The absence of antibodies to the investigated agents in FP may be explained by several factors. First, the arthropod vectors of rickettsiae and ehrlichiae may be absent in FP. To date, two tick species have been described in this territory, including Rhipicephalus sanguineus and Boophilus annulatus[30, 31], the former being a known vector of spotted fever rickettsioses in other parts of the world. Our results confirmed that all 178 collected ticks were either R. sanguineus or B. annulatus ticks, but all were PCR-negative for Rickettsia spp., B. henselae and Ehrlichia spp. Therefore, currently, there is no proof that ticks may harbor human pathogens in FP. In addition, although C. felis fleas are proven vectors of R. felis and B. henselae in many areas worldwide [5], all 36 tested cat fleas in our study were PCR-negative. Thus, as B. henselae was not detected in cat fleas and cat-scratch disease is not diagnosed in children in FP, we assume that cats in this territory are not infected. Few numbers of ruminants (goats, sheep, cattle), the reservoirs of C. burnetii, are present in FP. In addition, FP has very strict importation criteria for animals and plants. For pets and ruminants notably, a quarantine period and a non contagiosity certificate are mandatory before introduction of the animal. In 1996, a Q fever serosurvey conducted on 306 farms mammals (sheep and goats) by the veterinary department of the French Polynesian Ministry of Health detected no positive. Therefore, we believe that Q fever is absent from FP. Furthermore, as the disease is also absent from New Zealand [32], we assume that it may be absent from most of the Pacific Ocean area.

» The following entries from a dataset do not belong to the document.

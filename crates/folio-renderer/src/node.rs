use serde::Serialize;
use smol_str::SmolStr;

use crate::media::MediaEmbed;
use crate::richtext::InlineNode;

/// One rendered block. Containers own their rendered children.
#[derive(Debug, Clone, PartialEq, Eq, Serialize)]
#[serde(tag = "node", rename_all = "snake_case")]
pub enum RenderNode {
    Paragraph {
        content: Vec<InlineNode>,
        children: Vec<RenderNode>,
    },
    Heading {
        level: u8,
        /// Always the source block id.
        anchor: String,
        content: Vec<InlineNode>,
    },
    BulletedList {
        items: Vec<RenderNode>,
    },
    NumberedList {
        items: Vec<RenderNode>,
    },
    /// `ordinal` is set only inside a numbered list.
    ListItem {
        ordinal: Option<usize>,
        content: Vec<InlineNode>,
        children: Vec<RenderNode>,
    },
    Quote {
        content: Vec<InlineNode>,
        children: Vec<RenderNode>,
    },
    Callout {
        icon: Option<String>,
        color: Option<SmolStr>,
        content: Vec<InlineNode>,
        children: Vec<RenderNode>,
    },
    Code {
        language: SmolStr,
        source: String,
        /// Highlighted markup, when the language is supported.
        highlighted: Option<String>,
        caption: Vec<InlineNode>,
    },
    /// `src: None` renders as a placeholder.
    Image {
        src: Option<String>,
        alt: String,
        caption: Vec<InlineNode>,
    },
    Media {
        embed: MediaEmbed,
        caption: Vec<InlineNode>,
    },
    Divider,
    Table {
        has_column_header: bool,
        has_row_header: bool,
        rows: Vec<Vec<Vec<InlineNode>>>,
    },
}

impl RenderNode {
    /// Rendered children, for nodes that contain other nodes.
    pub fn children(&self) -> &[RenderNode] {
        match self {
            RenderNode::Paragraph { children, .. }
            | RenderNode::ListItem { children, .. }
            | RenderNode::Quote { children, .. }
            | RenderNode::Callout { children, .. } => children,
            RenderNode::BulletedList { items } | RenderNode::NumberedList { items } => items,
            _ => &[],
        }
    }
}
//! Folio renderer
//!
//! Turns block-structured posts from the content source into render trees and
//! HTML, rewriting image URLs to locally cached copies.
//!
//! The pipeline, leaves first:
//! - [`richtext`]: annotated spans to inline nodes
//! - [`blocks`]: one block to one [`RenderNode`]
//! - [`grouping`]: list runs into containers, recursively
//! - [`assets`]: cache keys, downloads, and the persisted URL map
//! - [`page`]: a whole [`Document`] to a [`RenderedPage`]

pub mod assets;
pub mod blocks;
pub mod document;
pub mod error;
pub mod grouping;
pub mod highlight;
pub mod html;
pub mod index;
pub mod media;
pub mod meta;
pub mod model;
pub mod node;
pub mod page;
pub mod richtext;
pub mod toc;

pub use assets::{AssetCache, AssetFetcher, AssetMap, BuildReport, HttpFetcher, RetryPolicy};
pub use blocks::{RenderContext, render_block};
pub use document::Document;
pub use error::{AssetError, ContentError};
pub use grouping::{Group, group_siblings, render_blocks};
pub use html::render_html;
pub use index::PostIndex;
pub use meta::{PostMeta, default_cover};
pub use model::{BlockKind, ContentBlock, RichTextSpan};
pub use node::RenderNode;
pub use page::{RenderedPage, render_article, render_document};
pub use richtext::{EmphasisMode, InlineNode};
pub use toc::{TocEntry, table_of_contents};
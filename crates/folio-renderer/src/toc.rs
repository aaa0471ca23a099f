use serde::Serialize;

use crate::node::RenderNode;

#[derive(Debug, Clone, PartialEq, Eq, Serialize)]
pub struct TocEntry {
    /// Anchor id of the heading.
    pub id: String,
    pub text: String,
    pub level: u8,
}

/// Headings in document order, including those nested inside containers.
pub fn table_of_contents(nodes: &[RenderNode]) -> Vec<TocEntry> {
    let mut entries = Vec::new();
    collect(nodes, &mut entries);
    entries
}

fn collect(nodes: &[RenderNode], entries: &mut Vec<TocEntry>) {
    for node in nodes {
        if let RenderNode::Heading {
            level,
            anchor,
            content,
        } = node
        {
            entries.push(TocEntry {
                id: anchor.clone(),
                text: content.iter().map(|n| n.text.as_str()).collect(),
                level: *level,
            });
        }
        collect(node.children(), entries);
    }
}
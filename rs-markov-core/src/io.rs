use std::collections::VecDeque;
use std::fs::File;
use std::io::{self, BufRead, BufReader};
use std::path::Path;

/// Opens the text source a chain is built from.
///
/// - `Some(path)`: buffered reader over the file
/// - `None`: locked standard input
pub fn open_input(path: Option<&Path>) -> io::Result<Box<dyn BufRead>> {
	match path {
		Some(path) => Ok(Box::new(BufReader::new(File::open(path)?))),
		None => Ok(Box::new(io::stdin().lock())),
	}
}

/// Wraps a reader into a stream of whitespace-delimited tokens.
pub fn tokens<R: BufRead>(reader: R) -> Tokens<R> {
	Tokens::new(reader)
}

/// Streaming tokenizer over any buffered reader.
///
/// Input is scanned one buffer at a time and only the token currently
/// being read is kept between calls, so arbitrarily long (or endless)
/// streams never have to fit in memory, with or without newlines. Any run
/// of Unicode whitespace is a separator and empty tokens are never
/// produced.
///
/// Bytes that are not valid UTF-8 are replaced by U+FFFD. A read failure
/// is yielded once as `Err`, after which the stream is over.
pub struct Tokens<R> {
	reader: R,
	partial: Vec<u8>,
	pending: VecDeque<String>,
	done: bool,
}

impl<R: BufRead> Tokens<R> {
	pub fn new(reader: R) -> Self {
		Self {
			reader,
			partial: Vec::new(),
			pending: VecDeque::new(),
			done: false,
		}
	}

	/// Underlying reader.
	pub fn get_ref(&self) -> &R {
		&self.reader
	}

	/// Decodes the bytes of the token in progress.
	///
	/// The byte scan only splits on ASCII whitespace; other Unicode
	/// separators are split here, once the bytes are decoded.
	fn finish_partial(&mut self) {
		{
			let text = String::from_utf8_lossy(&self.partial);
			self.pending.extend(text.split_whitespace().map(str::to_owned));
		}
		self.partial.clear();
	}
}

impl<R: BufRead> Iterator for Tokens<R> {
	type Item = io::Result<String>;

	fn next(&mut self) -> Option<Self::Item> {
		loop {
			if let Some(token) = self.pending.pop_front() {
				return Some(Ok(token));
			}
			if self.done {
				return None;
			}

			let buf = match self.reader.fill_buf() {
				Ok(buf) => buf,
				Err(e) if e.kind() == io::ErrorKind::Interrupted => continue,
				Err(e) => {
					self.done = true;
					return Some(Err(e));
				}
			};

			if buf.is_empty() {
				self.done = true;
				self.finish_partial();
				continue;
			}

			let mut consumed = 0;
			let mut complete = false;
			for &byte in buf {
				consumed += 1;
				if byte.is_ascii_whitespace() {
					if !self.partial.is_empty() {
						complete = true;
						break;
					}
				} else {
					self.partial.push(byte);
				}
			}

			self.reader.consume(consumed);
			if complete {
				self.finish_partial();
			}
		}
	}
}
use std::io;
use std::path::PathBuf;

use thiserror::Error;

/// Errors raised while building a chain or generating text from it.
///
/// Reaching the end of the input or a prefix with no continuation is not
/// an error: both simply end the current pass.
#[derive(Error, Debug)]
pub enum ChainError {
	#[error("prefix length must be >= 1, got {0}")]
	InvalidOrder(usize),

	#[error("word count must be >= 1, got {0}")]
	InvalidWordCount(usize),

	#[error("failed to read input: {0}")]
	Read(#[source] io::Error),

	#[error("failed to write output: {0}")]
	Write(#[source] io::Error),

	#[error("failed to read config {}: {source}", path.display())]
	ConfigRead {
		path: PathBuf,
		#[source]
		source: io::Error,
	},

	#[error("invalid config {}: {source}", path.display())]
	ConfigParse {
		path: PathBuf,
		#[source]
		source: serde_json::Error,
	},
}

pub type Result<T> = std::result::Result<T, ChainError>;
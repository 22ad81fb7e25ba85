use std::time::{SystemTime, UNIX_EPOCH};

use rand::rngs::StdRng;
use rand::{Rng, SeedableRng};

/// Chooses which recorded suffix comes next during generation.
///
/// Implementations must return an index in `0..candidates`; `candidates`
/// is always at least 1.
pub trait SuffixPicker {
	fn pick(&mut self, candidates: usize) -> usize;
}

impl<P: SuffixPicker + ?Sized> SuffixPicker for &mut P {
	fn pick(&mut self, candidates: usize) -> usize {
		(**self).pick(candidates)
	}
}

/// Uniform picker backed by any `rand` generator.
///
/// Every recorded occurrence is equally likely, so a suffix stored
/// `k` times is `k` times as likely as one stored once.
#[derive(Debug, Clone)]
pub struct RandomPicker<R> {
	rng: R,
}

impl<R: Rng> RandomPicker<R> {
	pub fn new(rng: R) -> Self {
		Self { rng }
	}
}

impl RandomPicker<StdRng> {
	/// Deterministic picker: the same seed replays the same choices.
	pub fn seeded(seed: u64) -> Self {
		Self::new(StdRng::seed_from_u64(seed))
	}

	/// Picker seeded from the wall clock (see [`time_seed`]).
	pub fn from_time() -> Self {
		Self::seeded(time_seed())
	}
}

impl<R: Rng> SuffixPicker for RandomPicker<R> {
	fn pick(&mut self, candidates: usize) -> usize {
		self.rng.random_range(0..candidates)
	}
}

/// Seed derived from the current time in nanoseconds.
///
/// Only the low 64 bits of the nanosecond count are kept. Falls back to 0
/// if the clock is set before the Unix epoch.
pub fn time_seed() -> u64 {
	SystemTime::now()
		.duration_since(UNIX_EPOCH)
		// low 64 bits of the nanosecond count are enough for a seed
		.map(|d| d.as_nanos() as u64)
		.unwrap_or_default()
}
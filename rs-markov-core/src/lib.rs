//! Word-level Markov chain text generation library.
//!
//! This crate learns which words follow each run of `n` words in a text,
//! then walks that table at random to produce new text:
//! - Streaming, whitespace-based tokenization of any reader
//! - Order-`n` chain keyed by the preceding words
//! - Frequency-weighted random generation with a replaceable random source
//! - Run configuration with JSON file support
//!
//! Nothing is persisted: a chain lives as long as the process that built it.

/// Core chain model, builder and generator.
pub mod model;

/// Run parameters (word limit, prefix length, seed).
pub mod config;

/// Error type shared by the whole crate.
pub mod error;

/// Input helpers: opening a source and splitting it into tokens.
pub mod io;

pub use config::Config;
pub use error::{ChainError, Result};
use std::io::{BufWriter, Write};

use log::{debug, trace, warn};

use super::chain::Chain;
use super::picker::SuffixPicker;
use super::prefix::Prefix;
use crate::error::{ChainError, Result};

/// Why a generation pass ended without error.
#[derive(Debug, Clone, Copy, PartialEq, Eq)]
pub enum Stop {
	/// The current prefix has no recorded continuation.
	Exhausted,
	/// The requested number of words was produced.
	LimitReached,
}

/// Words produced by [`Generator::generate`].
#[derive(Debug, Clone, PartialEq, Eq)]
pub struct Generation {
	pub words: Vec<String>,
	pub stop: Stop,
}

impl Generation {
	/// Words joined by single spaces.
	pub fn text(&self) -> String {
		self.words.join(" ")
	}
}

/// Result of a streamed pass through [`Generator::write_to`].
#[derive(Debug, Clone, Copy, PartialEq, Eq)]
pub struct Written {
	pub words: usize,
	pub stop: Stop,
}

/// Produces text from a learned [`Chain`].
///
/// # Responsibilities
/// - Walk the chain from the empty prefix, one word at a time
/// - Delegate every choice to a [`SuffixPicker`]
/// - Stop on the word limit or on the first unknown prefix
///
/// The chain is only ever read, so any number of generators may share it.
/// Each pass owns its own sliding prefix.
pub struct Generator<'c, P> {
	chain: &'c Chain,
	picker: P,
}

impl<'c, P: SuffixPicker> Generator<'c, P> {
	pub fn new(chain: &'c Chain, picker: P) -> Self {
		Self { chain, picker }
	}

	/// Starts a lazy pass producing at most `max_words` words.
	pub fn walk(&mut self, max_words: usize) -> Walk<'c, '_, P> {
		Walk {
			chain: self.chain,
			picker: &mut self.picker,
			prefix: Prefix::new(self.chain.order()),
			remaining: max_words,
			stop: None,
		}
	}

	/// Collects a full pass of at most `max_words` words.
	pub fn generate(&mut self, max_words: usize) -> Generation {
		let mut walk = self.walk(max_words);
		let words: Vec<String> = walk.by_ref().map(str::to_owned).collect();
		let stop = walk.stop().unwrap_or(Stop::Exhausted);

		debug!("generated {} words ({:?})", words.len(), stop);
		Generation { words, stop }
	}

	/// Streams a pass of at most `max_words` words to `writer`,
	/// separated by single spaces.
	///
	/// The output is flushed before returning. No trailing separator or
	/// newline is written.
	///
	/// # Errors
	/// The first write (or flush) failure aborts the pass and is returned
	/// as [`ChainError::Write`].
	pub fn write_to<W: Write>(&mut self, writer: W, max_words: usize) -> Result<Written> {
		let mut out = BufWriter::new(writer);
		let mut walk = self.walk(max_words);
		let mut words = 0;

		for word in walk.by_ref() {
			if words > 0 {
				out.write_all(b" ").map_err(ChainError::Write)?;
			}
			out.write_all(word.as_bytes()).map_err(ChainError::Write)?;
			words += 1;
		}
		out.flush().map_err(ChainError::Write)?;

		let stop = walk.stop().unwrap_or(Stop::Exhausted);
		debug!("wrote {} words ({:?})", words, stop);
		Ok(Written { words, stop })
	}
}

/// One generation pass, as an iterator over the chosen words.
///
/// Yields words until the limit is reached or the current prefix has no
/// continuation. Once it returns `None` it stays finished, and
/// [`Walk::stop`] tells which condition ended it.
pub struct Walk<'c, 'g, P> {
	chain: &'c Chain,
	picker: &'g mut P,
	prefix: Prefix,
	remaining: usize,
	stop: Option<Stop>,
}

impl<P> Walk<'_, '_, P> {
	/// `None` while the pass is still running.
	pub fn stop(&self) -> Option<Stop> {
		self.stop
	}

	/// Current sliding window.
	pub fn prefix(&self) -> &Prefix {
		&self.prefix
	}
}

impl<'c, P: SuffixPicker> Iterator for Walk<'c, '_, P> {
	type Item = &'c str;

	fn next(&mut self) -> Option<Self::Item> {
		if self.stop.is_some() {
			return None;
		}
		if self.remaining == 0 {
			self.stop = Some(Stop::LimitReached);
			return None;
		}

		let suffixes = match self.chain.suffixes(&self.prefix) {
			Some(words) if !words.is_empty() => words,
			_ => {
				self.stop = Some(Stop::Exhausted);
				return None;
			}
		};

		let index = self.picker.pick(suffixes.len());
		debug_assert!(
			index < suffixes.len(),
			"picker returned {} for {} candidates",
			index,
			suffixes.len()
		);
		let Some(word) = suffixes.get(index).map(String::as_str) else {
			warn!("picker returned {} for {} candidates, ending walk", index, suffixes.len());
			self.stop = Some(Stop::Exhausted);
			return None;
		};

		trace!("[{}] -> {}", self.prefix, word);
		self.prefix.shift(word);
		self.remaining -= 1;
		Some(word)
	}
}

#[cfg(test)]
mod tests {
	use super::*;
	use crate::model::picker::RandomPicker;
	use std::io::{self, Cursor};

	/// Always takes the first recorded suffix.
	struct FirstPicker;

	impl SuffixPicker for FirstPicker {
		fn pick(&mut self, _candidates: usize) -> usize {
			0
		}
	}

	/// Replays a fixed list of indices, then falls back to the first suffix.
	struct ScriptedPicker(std::vec::IntoIter<usize>);

	impl ScriptedPicker {
		fn new(choices: &[usize]) -> Self {
			Self(choices.to_vec().into_iter())
		}
	}

	impl SuffixPicker for ScriptedPicker {
		fn pick(&mut self, _candidates: usize) -> usize {
			self.0.next().unwrap_or(0)
		}
	}

	fn chain_from(order: usize, text: &str) -> Chain {
		let mut chain = Chain::new(order).unwrap();
		chain.build(Cursor::new(text.as_bytes())).unwrap();
		chain
	}

	#[test]
	fn test_first_choice_replays_text() {
		let chain = chain_from(2, "the cat sat the cat ran");
		let generation = Generator::new(&chain, FirstPicker).generate(6);
		assert_eq!(generation.text(), "the cat sat the cat sat");
		assert_eq!(generation.stop, Stop::LimitReached);
	}

	#[test]
	fn test_scripted_choice_reaches_end_of_text() {
		let chain = chain_from(2, "the cat sat the cat ran");
		let mut generator = Generator::new(&chain, ScriptedPicker::new(&[0, 0, 0, 0, 0, 1]));
		let generation = generator.generate(100);
		assert_eq!(generation.text(), "the cat sat the cat ran");
		assert_eq!(generation.stop, Stop::Exhausted);
	}

	#[test]
	fn test_empty_chain_produces_nothing() {
		let chain = Chain::new(2).unwrap();
		let generation = Generator::new(&chain, FirstPicker).generate(100);
		assert!(generation.words.is_empty());
		assert_eq!(generation.stop, Stop::Exhausted);
	}

	#[test]
	fn test_zero_limit() {
		let chain = chain_from(1, "a b c");
		let generation = Generator::new(&chain, FirstPicker).generate(0);
		assert!(generation.words.is_empty());
		assert_eq!(generation.stop, Stop::LimitReached);
	}

	#[test]
	fn test_cap_bounds_a_cycle() {
		let chain = chain_from(1, "x x x x");
		let generation = Generator::new(&chain, RandomPicker::seeded(3)).generate(10_000);
		assert_eq!(generation.words.len(), 10_000);
		assert!(generation.words.iter().all(|w| w == "x"));
		assert_eq!(generation.stop, Stop::LimitReached);
	}

	#[test]
	fn test_never_exceeds_limit() {
		let chain = chain_from(2, "a b a b c a b a c b a b c c a");
		let mut generator = Generator::new(&chain, RandomPicker::seeded(11));
		for limit in 0..40 {
			assert!(generator.generate(limit).words.len() <= limit);
		}
	}

	#[test]
	fn test_words_are_recorded_suffixes() {
		let chain = chain_from(2, "I am what I am and I do what I do when I am");
		let mut generator = Generator::new(&chain, RandomPicker::seeded(5));
		for _ in 0..50 {
			let mut prefix = Prefix::new(2);
			for word in generator.generate(30).words {
				assert!(chain.suffixes(&prefix).unwrap().contains(&word));
				prefix.shift(word);
			}
		}
	}

	#[test]
	fn test_frequency_weighting() {
		// [a] -> [b, b, c]
		let chain = chain_from(1, "a b a b a c");
		let mut generator = Generator::new(&chain, RandomPicker::seeded(99));
		let runs = 3000;
		let mut b = 0;
		for _ in 0..runs {
			let words = generator.generate(2).words;
			if words[1] == "b" {
				b += 1;
			}
		}
		let ratio = b as f64 / runs as f64;
		assert!((0.60..0.73).contains(&ratio), "ratio = {ratio}");
	}

	#[test]
	fn test_walk_is_fused() {
		let chain = chain_from(1, "a b");
		let mut generator = Generator::new(&chain, FirstPicker);
		let mut walk = generator.walk(10);
		assert_eq!(walk.stop(), None);
		assert_eq!(walk.next(), Some("a"));
		assert_eq!(walk.next(), Some("b"));
		assert_eq!(walk.prefix(), &Prefix::from_words(["b"]));
		assert_eq!(walk.next(), None);
		assert_eq!(walk.stop(), Some(Stop::Exhausted));
		assert_eq!(walk.next(), None);
	}

	/// Breaks the picker contract by answering past the last candidate.
	struct OutOfRange;

	impl SuffixPicker for OutOfRange {
		fn pick(&mut self, candidates: usize) -> usize {
			candidates + 5
		}
	}

	#[test]
	#[cfg(debug_assertions)]
	#[should_panic(expected = "picker returned 6 for 1 candidates")]
	fn test_out_of_range_pick_panics_in_debug() {
		let chain = chain_from(1, "a b a c");
		Generator::new(&chain, OutOfRange).generate(2);
	}

	#[test]
	#[cfg(not(debug_assertions))]
	fn test_out_of_range_pick_ends_walk() {
		let chain = chain_from(1, "a b a c");
		let generation = Generator::new(&chain, OutOfRange).generate(2);
		assert!(generation.words.is_empty());
		assert_eq!(generation.stop, Stop::Exhausted);
	}

	#[test]
	fn test_write_to_joins_with_spaces() {
		let chain = chain_from(2, "the cat sat the cat ran");
		let mut out = Vec::new();
		let written = Generator::new(&chain, FirstPicker).write_to(&mut out, 4).unwrap();
		assert_eq!(String::from_utf8(out).unwrap(), "the cat sat the");
		assert_eq!(written, Written { words: 4, stop: Stop::LimitReached });
	}

	#[test]
	fn test_write_to_empty_chain() {
		let chain = Chain::new(3).unwrap();
		let mut out = Vec::new();
		let written = Generator::new(&chain, FirstPicker).write_to(&mut out, 10).unwrap();
		assert!(out.is_empty());
		assert_eq!(written.words, 0);
		assert_eq!(written.stop, Stop::Exhausted);
	}

	struct ClosedPipe;

	impl Write for ClosedPipe {
		fn write(&mut self, _buf: &[u8]) -> io::Result<usize> {
			Err(io::Error::new(io::ErrorKind::BrokenPipe, "closed"))
		}

		fn flush(&mut self) -> io::Result<()> {
			Ok(())
		}
	}

	#[test]
	fn test_write_failure_is_fatal() {
		let chain = chain_from(1, "a a a");
		let err = Generator::new(&chain, FirstPicker).write_to(ClosedPipe, 5).unwrap_err();
		match err {
			ChainError::Write(e) => assert_eq!(e.kind(), io::ErrorKind::BrokenPipe),
			other => panic!("unexpected error: {other}"),
		}
	}
}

Serodiagnostic tests for these bacteria are occasionnally performed for FP patients but, to date, results have always been negative. This means that a positive serology against Rickettsia spp., C. burnetti, Ehrlichia spp. or Bartonella spp. should be interpreted with caution. It is of particular importance because all of these pathogens are able to cause unspecific febrile illness associated with thrombocytopenia, leukopenia, and increased serum transaminases, which is a common presentation of dengue, a major public health problem in FP [33].

Conclusions

From our study, we cannot prove that rickettsioses, ehrlichioses, bartonelloses and Q fever are absent in FP but we can consider that, if present, their prevalence is very low. Further testing of patients with unexplained fever, will be conducted to confirm the absence of rickettsoses in this area.

Authors’ information

D.M. is medical doctor, director or the diagnosis laboratory and of the “unit of emerging infectious diseases” of the “Louis Malarde Intitute”, a public health organism in charge for investigations in the field of infectious diseases in French Polynesia. J.B. is medical doctor, director of the French Polynesian blood Bank. P.P. is Professor of Infectious Diseases and Tropical Medicine at the Medicine School of Marseille, France. He is Director of the WHO Collaborative Center (FRA 75) for Rickettsial and other Arthropod Borne Bacterial Diseases. D.R. is Professor of Microbiology at the Medicine School of Marseille, France. He is director of the “research unit on infectious and tropical emerging diseases” in Marseille, France. He is co-author of more than 1,000 publications in the field of infectious diseases. P.E.F. is Professor of microbiology at the Medicine School and at the “research unit on infectious and tropical emerging diseases” in Marseille, France. He is Director of the French reference center for Rickettsia, Coxiella and Bartonella.